Ha. I thought that it felt combative, and that isnt really my intent. I think a lot of what you are doing is pretty good. So, I wanted to focus on the areas where I thought you could use another perspective.

Originally Posted By: Kylo
I know I'm struggling with not defending myself, and not getting riled up by her cuts.

One phrase that really helped me understand validation is this:

"Her perception is her reality".

So if she is offended by something you say, then you cant see that she took it wrong. You cant say that she didnt understand right. etc. If she said she were hungry, you wouldnt say "you cant be hungry because you just ate!" You cant dictate what she is feeling. Even if you dont agree with it, if its what she perceives to be true, then to her, it is true.

Originally Posted By: Kylo
I feel like I'm dealing with MLC and in the LRT. In the LRT part of the book, the instructions are very simple, and I have been following them.

Why do you think you are in LRT? I think you should follow Sandi's rules, but I dont think you are anywhere near LRT at this point. To me, that sounds like flipping through the book to find the shortcut one-size-fits-all answer. Shes still living at home? Theres still a good amount of interaction between the two you. That doesnt seem like fall-off-the-planet LRT to me.

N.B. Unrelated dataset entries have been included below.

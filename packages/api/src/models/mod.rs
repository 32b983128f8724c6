//! # Wire models and the view logic that operates on them
//!
//! | Module | Types |
//! |--------|-------|
//! | [`accessory`] | [`Accessory`], [`NewAccessory`], [`AccessoryUpdate`], [`filter_accessories`] |
//! | [`blog`] | [`Blog`], [`BlogDraft`] |
//! | [`banner`] | [`Banner`], [`BannerUpload`] |
//! | [`review`] | [`Review`] |
//! | [`auth`] | [`Credentials`], [`GoogleCredential`], [`AuthResponse`] |
//!
//! Records owned by the backend implement [`HasId`] so a view can splice one
//! out of its local list after a confirmed delete with [`remove_by_id`].

pub mod accessory;
pub mod auth;
pub mod banner;
pub mod blog;
pub(crate) mod de;
pub mod review;

use serde::Deserialize;

pub use accessory::{filter_accessories, Accessory, AccessoryUpdate, NewAccessory};
pub use auth::{AuthResponse, Credentials, GoogleCredential};
pub use banner::{Banner, BannerUpload};
pub use blog::{Blog, BlogDraft};
pub use review::Review;

/// A record with a backend-assigned identifier.
pub trait HasId {
    fn id(&self) -> &str;
}

/// Remove the record with `id` from `items`. Returns whether one was removed.
pub fn remove_by_id<T: HasId>(items: &mut Vec<T>, id: &str) -> bool {
    let before = items.len();
    items.retain(|item| item.id() != id);
    items.len() != before
}

/// A file picked in a form, ready to go into a multipart body.
#[derive(Clone, Debug, PartialEq)]
pub struct ImageFile {
    pub file_name: String,
    pub content_type: Option<String>,
    pub bytes: Vec<u8>,
}

impl ImageFile {
    pub fn new(file_name: impl Into<String>, bytes: Vec<u8>) -> Self {
        Self {
            file_name: file_name.into(),
            content_type: None,
            bytes,
        }
    }

    pub fn with_content_type(mut self, content_type: impl Into<String>) -> Self {
        self.content_type = Some(content_type.into());
        self
    }
}

/// Generic `{ "message": ... }` reply.
#[derive(Clone, Debug, Default, PartialEq, Deserialize)]
pub struct MessageResponse {
    #[serde(default)]
    pub message: Option<String>,
}

pub(crate) fn is_blank(value: &str) -> bool {
    value.trim().is_empty()
}

#[cfg(test)]
mod tests {
    use super::*;

    #[test]
    fn test_remove_by_id() {
        let mut blogs: Vec<Blog> = serde_json::from_str(
            r#"[{"id":1,"title":"a","description":""},{"id":2,"title":"b","description":""}]"#,
        )
        .unwrap();

        assert!(remove_by_id(&mut blogs, "1"));
        assert_eq!(blogs.len(), 1);
        assert_eq!(blogs[0].title, "b");

        assert!(!remove_by_id(&mut blogs, "42"));
        assert_eq!(blogs.len(), 1);
    }

    #[test]
    fn test_message_response_tolerates_missing_field() {
        let reply: MessageResponse = serde_json::from_str("{}").unwrap();
        assert!(reply.message.is_none());
    }
}
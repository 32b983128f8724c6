//! This crate contains all shared UI for the workspace.
//!
//! Pages never depend on the router: navigation is reported through event
//! handlers and the binary maps them onto its routes.

use dioxus::prelude::*;

pub const BOOTSTRAP_CSS: &str =
    "https://cdn.jsdelivr.net/npm/bootstrap@5.3.3/dist/css/bootstrap.min.css";

mod context;
pub use context::{sleep_ms, use_api, use_config, ApiProvider};

mod auth;
pub use auth::{mark_signed_in, use_auth, AuthProvider, AuthState, LogoutButton};

mod notice;
pub use notice::{show_notice, use_notice, Alert, Notice, NoticeHost, NoticeKind};

mod confirm_dialog;
pub use confirm_dialog::ConfirmDialog;

mod sidebar;
pub use sidebar::{AdminPage, AdminShell, AdminSidebar};

mod upload;
pub use upload::read_images;

pub mod views;
pub use views::{Accessories, AddBlog, Banner, HeroSection, Login, ReviewPage, ShowReview};

/// Global stylesheet links shared by every platform entry point.
#[component]
pub fn GlobalStyles() -> Element {
    rsx! {
        document::Link { rel: "stylesheet", href: BOOTSTRAP_CSS }
    }
}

Originally Posted By: Kylo
Most of it is about what not to do. what you are to do is GAL. BUT I do think that maybe I need to try to DO something else. She would complain about me not doing things around the house, so I will do more of those things. I have been cleaning more often. And now when I do things with the kids, I just do them and don't bother with filling her in. My sights are on painting some walls, since that is just about the only handy thing I know how to do.

Here's the most useful exercise I did. Id instruct you to make 3 lists of 10. In the first list I want you to put in 10 things that you like about yourself. These could be things W pointed out, things you like, things other people like, whatever. In the second list, put in 10 things that you dont like. Or that you want to improve. These could be things your wife doesnt like (for example, not being an equal partner in household chores) or things that you dont really like. In the third, put 10 things that you admire in other men. What qualities do you notice that you are drawn to?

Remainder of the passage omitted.